Sorry to repeat myself but….
Social mobility is perhaps the most widely and strongly supported idea in contemporary political discourse. The idea that a good society is one in which we are all have similar life chances at birth and are thereafter rewarded for talent, hard work and luck, is seen by most politicians and commentators as simple common sense. There is just one small problem with this consensus – social mobility as an ideal is incoherent, undesirable and cruel.
On this week’s Thinking Allowed one of Laurie Taylor’s guests was Dr Vik Loveday a lecturer at Goldsmith’s college talking about her research on working class participation in higher education. Along with findings showing working class people are often discriminated against, and talked down to, in universities, Loveday found her working class subjects rejected the language of social mobility with its implication that being middle class is better than being working class.
The concept isn’t even liked by those who appear to be its role models! And there was me thinking there was no room for more nails in that particular coffin.
Here are the others: First, social mobility (starting gate equality) is often cited an acceptable alternative to the more left wing idea of egalitarianism (end point equality), yet it is clear that the best way to create a meritocracy is to pursue greater egalitarianism. Mobility is greater in societies that are less unequal partly because the rungs in the ladder of stratification are closer together and partly because middle class people are less frightened of the consequences of downward mobility (generally the barrier to mobility is less about the poor’s ability to go up and more about the resistance of the well off to going down).
Egalitarians are meritocrats who mean it.
That it is the unwillingness of the privileged to drop (think of the exponential rise in middle class spending on private tuition for their children) rather than the working class’ inability to rise which blocks social mobility links to another problem. Greater social mobility in an unequal society would make society aggregately less happy: research on what behavioural economists call ‘loss aversion’ shows that the pleasure people get from gaining something (going up) is much weaker than the pain they get from going down (loss aversion).
Greater social mobility in a highly unequal society also worsens the plight of the poor who don’t ascend. By providing routes for talented poor people to move away from disadvantaged neighbourhoods social mobility exacerbates the disadvantage of those left behind.
But the biggest objection is that voiced nearly sixty years ago by Michael Young in his satirical dystopian essay ‘The Rise of the Meritocracy’. A decade ago Young penned a new introduction to the essay in which he wrote -
If the rich and powerful were encouraged by the general culture to believe that they fully deserved all they had, how arrogant they could become, and if they were convinced it was all for the common good, how ruthless in pursuing their own advantage. Power corrupts, and therefore one of the secrets of a good society is that power should always be open to criticism. A good society should provide sinew for revolt as well as for power.
But authority cannot be humbled unless ordinary people, however much they have been rejected by the educational system, have the confidence to assert themselves against the mighty. If they think themselves inferior, if they think they deserve on merit to have less worldly goods and less worldly power than a select minority, they can be damaged in their own self-esteem, and generally demoralized.

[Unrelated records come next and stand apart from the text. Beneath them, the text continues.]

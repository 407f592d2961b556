use std::collections::BTreeMap;

use serde::{Deserialize, Serialize};
use strata_crdt::VersionMap;
use strata_types::{Referencable, ReferenceId, StorageKey};

/// Timestamp value meaning "never set".
pub const UNINITIALIZED_TIMESTAMP: i64 = -1;

/// A primitive or reference field value of a [`RawEntity`].
#[derive(Clone, Debug, PartialEq, Eq, Serialize, Deserialize)]
pub enum FieldValue {
    Text(String),
    Integer(i64),
    Boolean(bool),
    Bytes(Vec<u8>),
    Reference(Reference),
}

/// A whole record, addressed by id in the backing store.
#[derive(Clone, Debug, PartialEq, Eq, Serialize, Deserialize)]
pub struct RawEntity {
    pub id: ReferenceId,
    /// Single-valued fields; `None` marks a field that is declared but unset.
    pub singletons: BTreeMap<String, Option<FieldValue>>,
    pub collections: BTreeMap<String, Vec<FieldValue>>,
    pub creation_timestamp: i64,
    pub expiration_timestamp: i64,
}

impl RawEntity {
    /// An entity with no fields.
    pub fn new(id: impl Into<ReferenceId>) -> Self {
        Self {
            id: id.into(),
            singletons: BTreeMap::new(),
            collections: BTreeMap::new(),
            creation_timestamp: UNINITIALIZED_TIMESTAMP,
            expiration_timestamp: UNINITIALIZED_TIMESTAMP,
        }
    }

    pub fn with_singleton(mut self, name: impl Into<String>, value: FieldValue) -> Self {
        self.singletons.insert(name.into(), Some(value));
        self
    }

    pub fn with_collection(mut self, name: impl Into<String>, values: Vec<FieldValue>) -> Self {
        self.collections.insert(name.into(), values);
        self
    }

    /// `true` if no field holds a value.
    pub fn is_blank(&self) -> bool {
        self.singletons.values().all(Option::is_none)
            && self.collections.values().all(Vec::is_empty)
    }
}

impl Referencable for RawEntity {
    fn id(&self) -> &str {
        &self.id
    }
}

/// Pointer from the container store into the backing store.
///
/// A reference and its entity share an id, but `version` is the entity's
/// version in the backing store, which evolves independently of the
/// container's own clock.
#[derive(Clone, Debug, PartialEq, Eq, Serialize, Deserialize)]
pub struct Reference {
    pub id: ReferenceId,
    pub storage_key: StorageKey,
    pub version: VersionMap,
    pub creation_timestamp: i64,
    pub expiration_timestamp: i64,
}

impl Reference {
    pub fn new(id: impl Into<ReferenceId>, storage_key: StorageKey, version: VersionMap) -> Self {
        Self {
            id: id.into(),
            storage_key,
            version,
            creation_timestamp: UNINITIALIZED_TIMESTAMP,
            expiration_timestamp: UNINITIALIZED_TIMESTAMP,
        }
    }

    /// Reference `entity` at `version`, carrying over its timestamps.
    pub fn for_entity(entity: &RawEntity, storage_key: StorageKey, version: VersionMap) -> Self {
        Self {
            id: entity.id.clone(),
            storage_key,
            version,
            creation_timestamp: entity.creation_timestamp,
            expiration_timestamp: entity.expiration_timestamp,
        }
    }
}

impl Referencable for Reference {
    fn id(&self) -> &str {
        &self.id
    }
}

#[cfg(test)]
mod tests {
    use super::*;

    #[test]
    fn new_entity_is_blank() {
        let entity = RawEntity::new("e1");
        assert!(entity.is_blank());
        assert_eq!(entity.creation_timestamp, UNINITIALIZED_TIMESTAMP);
        assert_eq!(entity.id(), "e1");
    }

    #[test]
    fn entity_with_fields_is_not_blank() {
        let entity = RawEntity::new("e1").with_singleton("name", FieldValue::Text("bob".into()));
        assert!(!entity.is_blank());

        let empty_list = RawEntity::new("e2").with_collection("tags", Vec::new());
        assert!(empty_list.is_blank());
    }

    #[test]
    fn reference_keeps_entity_timestamps() {
        let mut entity = RawEntity::new("e1");
        entity.creation_timestamp = 10;
        let key = StorageKey::new("ramdisk", "backing").unwrap();
        let reference = Reference::for_entity(&entity, key.clone(), VersionMap::from([("w", 1)]));
        assert_eq!(reference.id(), "e1");
        assert_eq!(reference.storage_key, key);
        assert_eq!(reference.creation_timestamp, 10);
        assert_eq!(reference.expiration_timestamp, UNINITIALIZED_TIMESTAMP);
    }

    #[test]
    fn entity_serde_roundtrip() {
        let entity = RawEntity::new("e1")
            .with_singleton("age", FieldValue::Integer(42))
            .with_collection("flags", vec![FieldValue::Boolean(true)]);
        let json = serde_json::to_string(&entity).unwrap();
        let parsed: RawEntity = serde_json::from_str(&json).unwrap();
        assert_eq!(parsed, entity);
    }
}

Even if it could be demonstrated that ordinary people had less native ability than those selected for high position, that would not mean that they deserved to get less. Being a member of the “lucky sperm club” confers no moral right or advantage. What one is born with, or without, is not of one’s own doing.

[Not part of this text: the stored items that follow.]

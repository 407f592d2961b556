//! The backing ("content") store: whole entities addressed by id.
//!
//! Each entity carries its own version map, bumped by the writing actor
//! whenever its content actually changes. Every change is broadcast so that
//! reference-mode stores waiting on a particular version can release their
//! held sends.

use std::collections::HashMap;
use std::sync::RwLock;

use async_trait::async_trait;
use serde::{Deserialize, Serialize};
use strata_crdt::{CrdtError, VersionMap};
use strata_types::{Actor, ReferenceId, StorageKey};
use tokio::sync::broadcast;
use tracing::debug;

use crate::entity::RawEntity;
use crate::error::RefModeResult;
use crate::message::ProxyMessage;

/// An entity together with its backing-store version.
#[derive(Clone, Debug, PartialEq, Eq, Serialize, Deserialize)]
pub struct BackingRecord {
    pub entity: RawEntity,
    pub version_map: VersionMap,
}

/// Operations the backing store reports to subscribers.
#[derive(Clone, Debug, PartialEq, Eq, Serialize, Deserialize)]
pub enum BackingOp {
    /// Every field of the entity was cleared at `clock`.
    ClearAll { actor: Actor, clock: VersionMap },
}

impl BackingOp {
    pub fn clock(&self) -> &VersionMap {
        match self {
            Self::ClearAll { clock, .. } => clock,
        }
    }
}

/// Change notification for a single entity.
pub type BackingMessage = ProxyMessage<BackingRecord, BackingOp>;

/// A [`BackingMessage`] tagged with the entity id it concerns.
#[derive(Clone, Debug)]
pub struct BackingNotification {
    pub mux_id: ReferenceId,
    pub message: BackingMessage,
}

/// Storage for whole entities.
#[async_trait]
pub trait BackingStore: Send + Sync {
    fn storage_key(&self) -> &StorageKey;

    async fn get(&self, id: &str) -> Option<BackingRecord>;

    /// Version of the entity, empty if it has never been written.
    async fn version_of(&self, id: &str) -> VersionMap;

    /// Store `entity`, returning its version after the write.
    ///
    /// Writing content identical to what is stored leaves the version alone.
    async fn write(&self, actor: &Actor, entity: &RawEntity) -> RefModeResult<VersionMap>;

    /// Clear every field of the entity, bumping its version if any field
    /// was set. Returns `false` if it was never written.
    async fn clear(&self, actor: &Actor, id: &str) -> RefModeResult<bool>;

    fn subscribe(&self) -> broadcast::Receiver<BackingNotification>;
}

/// `HashMap`-backed [`BackingStore`] for tests and embedding.
pub struct InMemoryBackingStore {
    storage_key: StorageKey,
    records: RwLock<HashMap<ReferenceId, BackingRecord>>,
    sender: broadcast::Sender<BackingNotification>,
}

impl InMemoryBackingStore {
    pub fn new(storage_key: StorageKey, capacity: usize) -> Self {
        let (sender, _) = broadcast::channel(capacity.max(1));
        Self {
            storage_key,
            records: RwLock::new(HashMap::new()),
            sender,
        }
    }

    pub fn len(&self) -> usize {
        self.records.read().expect("lock poisoned").len()
    }

    pub fn is_empty(&self) -> bool {
        self.records.read().expect("lock poisoned").is_empty()
    }

    /// Store a record verbatim, as a remote replica's write would arrive.
    pub fn put(&self, record: BackingRecord) {
        let id = record.entity.id.clone();
        self.records
            .write()
            .expect("lock poisoned")
            .insert(id.clone(), record.clone());
        self.notify(id, ProxyMessage::ModelUpdate {
            model: record,
            id: None,
        });
    }

    fn notify(&self, mux_id: ReferenceId, message: BackingMessage) {
        let kind = message.kind_name();
        if self
            .sender
            .send(BackingNotification {
                mux_id: mux_id.clone(),
                message,
            })
            .is_err()
        {
            debug!(%mux_id, kind, "no backing store subscribers");
        }
    }
}

#[async_trait]
impl BackingStore for InMemoryBackingStore {
    fn storage_key(&self) -> &StorageKey {
        &self.storage_key
    }

    async fn get(&self, id: &str) -> Option<BackingRecord> {
        self.records.read().expect("lock poisoned").get(id).cloned()
    }

    async fn version_of(&self, id: &str) -> VersionMap {
        self.records
            .read()
            .expect("lock poisoned")
            .get(id)
            .map(|record| record.version_map.clone())
            .unwrap_or_default()
    }

    async fn write(&self, actor: &Actor, entity: &RawEntity) -> RefModeResult<VersionMap> {
        if entity.id.is_empty() {
            return Err(CrdtError::MissingId.into());
        }
        let record = {
            let mut records = self.records.write().expect("lock poisoned");
            let version_map = match records.get(&entity.id) {
                Some(existing) if existing.entity == *entity => {
                    return Ok(existing.version_map.clone());
                }
                Some(existing) => existing.version_map.incremented(actor.clone()),
                None => VersionMap::new().incremented(actor.clone()),
            };
            let record = BackingRecord {
                entity: entity.clone(),
                version_map,
            };
            records.insert(entity.id.clone(), record.clone());
            record
        };
        debug!(id = %entity.id, version = %record.version_map, "wrote entity");
        let version = record.version_map.clone();
        self.notify(entity.id.clone(), ProxyMessage::ModelUpdate {
            model: record,
            id: None,
        });
        Ok(version)
    }

    async fn clear(&self, actor: &Actor, id: &str) -> RefModeResult<bool> {
        let clock = {
            let mut records = self.records.write().expect("lock poisoned");
            let Some(record) = records.get_mut(id) else {
                return Ok(false);
            };
            if record.entity.is_blank() {
                return Ok(true);
            }
            record.entity = RawEntity {
                creation_timestamp: record.entity.creation_timestamp,
                expiration_timestamp: record.entity.expiration_timestamp,
                ..RawEntity::new(id)
            };
            record.version_map.increment(actor.clone());
            record.version_map.clone()
        };
        debug!(%id, version = %clock, "cleared entity");
        self.notify(id.to_string(), ProxyMessage::Operations {
            operations: vec![BackingOp::ClearAll {
                actor: actor.clone(),
                clock,
            }],
            id: None,
        });
        Ok(true)
    }

    fn subscribe(&self) -> broadcast::Receiver<BackingNotification> {
        self.sender.subscribe()
    }
}

#[cfg(test)]
mod tests {
    use super::*;
    use crate::entity::FieldValue;

    fn store() -> InMemoryBackingStore {
        InMemoryBackingStore::new(StorageKey::new("ramdisk", "backing").unwrap(), 16)
    }

    fn entity(name: &str) -> RawEntity {
        RawEntity::new("e1").with_singleton("name", FieldValue::Text(name.into()))
    }

    #[tokio::test]
    async fn write_bumps_version_only_on_change() {
        let store = store();
        let me: Actor = "me".into();
        assert!(store.version_of("e1").await.is_empty());

        let v1 = store.write(&me, &entity("bob")).await.unwrap();
        assert_eq!(v1, VersionMap::from([("me", 1)]));
        let again = store.write(&me, &entity("bob")).await.unwrap();
        assert_eq!(again, v1);
        let v2 = store.write(&me, &entity("ann")).await.unwrap();
        assert_eq!(v2, VersionMap::from([("me", 2)]));

        let record = store.get("e1").await.unwrap();
        assert_eq!(record.entity, entity("ann"));
        assert_eq!(store.len(), 1);
    }

    #[tokio::test]
    async fn write_without_id_is_rejected() {
        let store = store();
        let err = store.write(&"me".into(), &RawEntity::new("")).await.unwrap_err();
        assert!(matches!(err, crate::error::RefModeError::Crdt(CrdtError::MissingId)));
        assert!(store.is_empty());
    }

    #[tokio::test]
    async fn clear_bumps_version_and_blanks_fields() {
        let store = store();
        let me: Actor = "me".into();
        assert!(!store.clear(&me, "e1").await.unwrap());

        store.write(&me, &entity("bob")).await.unwrap();
        assert!(store.clear(&me, "e1").await.unwrap());
        let record = store.get("e1").await.unwrap();
        assert!(record.entity.is_blank());
        assert_eq!(record.version_map, VersionMap::from([("me", 2)]));

        // Clearing a blank entity is a no-op.
        assert!(store.clear(&me, "e1").await.unwrap());
        assert_eq!(store.version_of("e1").await, VersionMap::from([("me", 2)]));
    }

    #[tokio::test]
    async fn cleared_entity_is_newer_than_its_last_write() {
        let store = store();
        let me: Actor = "me".into();
        let them: Actor = "them".into();
        let written = store.write(&them, &entity("bob")).await.unwrap();
        store.clear(&me, "e1").await.unwrap();

        let cleared = store.version_of("e1").await;
        assert!(cleared.dominates(&written));
        assert_ne!(cleared, written);

        // Writing the old content back is a change again.
        let rewritten = store.write(&them, &entity("bob")).await.unwrap();
        assert!(rewritten.dominates(&cleared));
        assert_ne!(rewritten, cleared);
    }

    #[tokio::test]
    async fn changes_are_broadcast() {
        let store = store();
        let mut rx = store.subscribe();
        let me: Actor = "me".into();

        store.write(&me, &entity("bob")).await.unwrap();
        store.write(&me, &entity("bob")).await.unwrap();
        store.clear(&me, "e1").await.unwrap();

        let first = rx.recv().await.unwrap();
        assert_eq!(first.mux_id, "e1");
        assert!(matches!(
            first.message,
            ProxyMessage::ModelUpdate { ref model, .. }
                if model.version_map == VersionMap::from([("me", 1)])
        ));
        let second = rx.recv().await.unwrap();
        let ProxyMessage::Operations { operations, .. } = second.message else {
            panic!("expected a clear operation");
        };
        assert_eq!(operations, vec![BackingOp::ClearAll {
            actor: me,
            clock: VersionMap::from([("me", 2)]),
        }]);
        assert!(rx.try_recv().is_err());
    }

    #[tokio::test]
    async fn put_stores_remote_record() {
        let store = store();
        let mut rx = store.subscribe();
        store.put(BackingRecord {
            entity: entity("remote"),
            version_map: VersionMap::from([("them", 4)]),
        });
        assert_eq!(store.version_of("e1").await, VersionMap::from([("them", 4)]));
        assert_eq!(rx.recv().await.unwrap().mux_id, "e1");
    }
}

A meritocracy is not only a society in which many people experience inequality but also one in which the rich feel their success is justified and a sense of inferiority is added to the poor’s experience of material disadvantage. An unequal but mobile society is one which denies the dignity of all people and ignores the necessity of multiple paid and unpaid roles in society, but instead reinforces and celebrates differences between people according to a particular idea of talent or value.
But it gets worse. Young was criticising an actual meritocracy, one in which starting gate equality has been achieved. But, as today’s champions of social mobility recognise, we are a long way from that position now (and not getting any closer).

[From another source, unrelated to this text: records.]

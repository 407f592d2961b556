//! Data and operation shapes seen on either side of a reference-mode store.
//!
//! Proxies see [`RefModeStoreData`] / [`RefModeStoreOp`] over whole
//! entities. The container store sees [`ContainerData`] / [`ContainerOp`]
//! over [`Reference`]s. Both come in a collection and a singleton flavour,
//! chosen once per store by [`StoreKind`].

use std::collections::BTreeMap;
use std::fmt;

use serde::{Deserialize, Serialize};
use strata_crdt::{
    DataValue, SetData, SetOperation, SingletonData, SingletonOperation, VersionMap,
};
use strata_types::ReferenceId;

use crate::entity::{RawEntity, Reference};

/// Whether a store holds a collection or a single value.
#[derive(Clone, Copy, Debug, PartialEq, Eq, Hash, Serialize, Deserialize)]
#[serde(rename_all = "lowercase")]
pub enum StoreKind {
    Collection,
    Singleton,
}

impl StoreKind {
    pub fn as_str(self) -> &'static str {
        match self {
            Self::Collection => "collection",
            Self::Singleton => "singleton",
        }
    }
}

impl fmt::Display for StoreKind {
    fn fmt(&self, f: &mut fmt::Formatter<'_>) -> fmt::Result {
        f.write_str(self.as_str())
    }
}

/// Anything that is shaped for one [`StoreKind`].
pub trait HasKind {
    fn kind(&self) -> StoreKind;
}

macro_rules! kind_by_variant {
    ($($ty:ty),+) => {$(
        impl HasKind for $ty {
            fn kind(&self) -> StoreKind {
                match self {
                    Self::Set(_) => StoreKind::Collection,
                    Self::Singleton(_) => StoreKind::Singleton,
                }
            }
        }
    )+};
}

kind_by_variant!(RefModeStoreData, RefModeStoreOp, ContainerData, ContainerOp);

/// Logical model of a reference-mode store, as exchanged with proxies.
#[derive(Clone, Debug, PartialEq, Eq, Serialize, Deserialize)]
pub enum RefModeStoreData {
    Set(SetData<RawEntity>),
    Singleton(SingletonData<RawEntity>),
}

impl RefModeStoreData {
    /// An empty model of the given kind.
    pub fn empty(kind: StoreKind) -> Self {
        match kind {
            StoreKind::Collection => Self::Set(SetData::default()),
            StoreKind::Singleton => Self::Singleton(SingletonData::default()),
        }
    }

    pub fn version_map(&self) -> &VersionMap {
        &self.inner().version_map
    }

    pub fn values(&self) -> &BTreeMap<ReferenceId, DataValue<RawEntity>> {
        &self.inner().values
    }

    fn inner(&self) -> &SetData<RawEntity> {
        match self {
            Self::Set(data) | Self::Singleton(data) => data,
        }
    }

    /// The caller-facing view of this model.
    pub fn consumer_view(&self) -> RefModeStoreOutput {
        let mut entities = self.values().values().map(|entry| entry.value.clone());
        match self {
            Self::Set(_) => RefModeStoreOutput::Set(entities.collect()),
            Self::Singleton(_) => RefModeStoreOutput::Singleton(entities.next()),
        }
    }
}

/// Logical operation issued by a proxy.
#[derive(Clone, Debug, PartialEq, Eq, Serialize, Deserialize)]
pub enum RefModeStoreOp {
    Set(SetOperation<RawEntity>),
    Singleton(SingletonOperation<RawEntity>),
}

impl RefModeStoreOp {
    pub fn clock(&self) -> &VersionMap {
        match self {
            Self::Set(op) => op.clock(),
            Self::Singleton(op) => op.clock(),
        }
    }
}

/// Caller-facing view of a reference-mode store.
#[derive(Clone, Debug, PartialEq, Eq)]
pub enum RefModeStoreOutput {
    /// Entities ordered by id.
    Set(Vec<RawEntity>),
    Singleton(Option<RawEntity>),
}

/// Reference-valued model held by the container store.
#[derive(Clone, Debug, PartialEq, Eq, Serialize, Deserialize)]
pub enum ContainerData {
    Set(SetData<Reference>),
    Singleton(SingletonData<Reference>),
}

impl ContainerData {
    pub fn empty(kind: StoreKind) -> Self {
        match kind {
            StoreKind::Collection => Self::Set(SetData::default()),
            StoreKind::Singleton => Self::Singleton(SingletonData::default()),
        }
    }

    pub fn version_map(&self) -> &VersionMap {
        &self.inner().version_map
    }

    pub fn values(&self) -> &BTreeMap<ReferenceId, DataValue<Reference>> {
        &self.inner().values
    }

    fn inner(&self) -> &SetData<Reference> {
        match self {
            Self::Set(data) | Self::Singleton(data) => data,
        }
    }
}

/// Reference-valued operation applied to the container store.
#[derive(Clone, Debug, PartialEq, Eq, Serialize, Deserialize)]
pub enum ContainerOp {
    Set(SetOperation<Reference>),
    Singleton(SingletonOperation<Reference>),
}

impl ContainerOp {
    /// The reference this op adds, replaces, or removes, if any.
    pub fn reference(&self) -> Option<&Reference> {
        match self {
            Self::Set(SetOperation::Add { added, .. }) => Some(added),
            Self::Set(SetOperation::Remove { removed, .. }) => Some(removed),
            Self::Singleton(SingletonOperation::Update { value, .. }) => Some(value),
            _ => None,
        }
    }
}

In fact the position today is the worst of all worlds. Our is a society in which life chances differ substantially depending on social class background and in which there is very high inequality but it is also one in which the ideology of meritocracy justifies the advantages of the rich and legitimises disdain for the poor.
The goal of social mobility can only be saved (and it does have substantial virtues in efficiency and procedural justice) if it is combined with a commitment to reducing inequality and with policies – like a universal citizen income – premised on providing dignity and basic freedom to all law abiding citizens regardless of their talents or presumed virtues.
Unfortunately, instead of seeing that social mobility demands greater universalism its champions see it as alternative. Count the ways this is wrong.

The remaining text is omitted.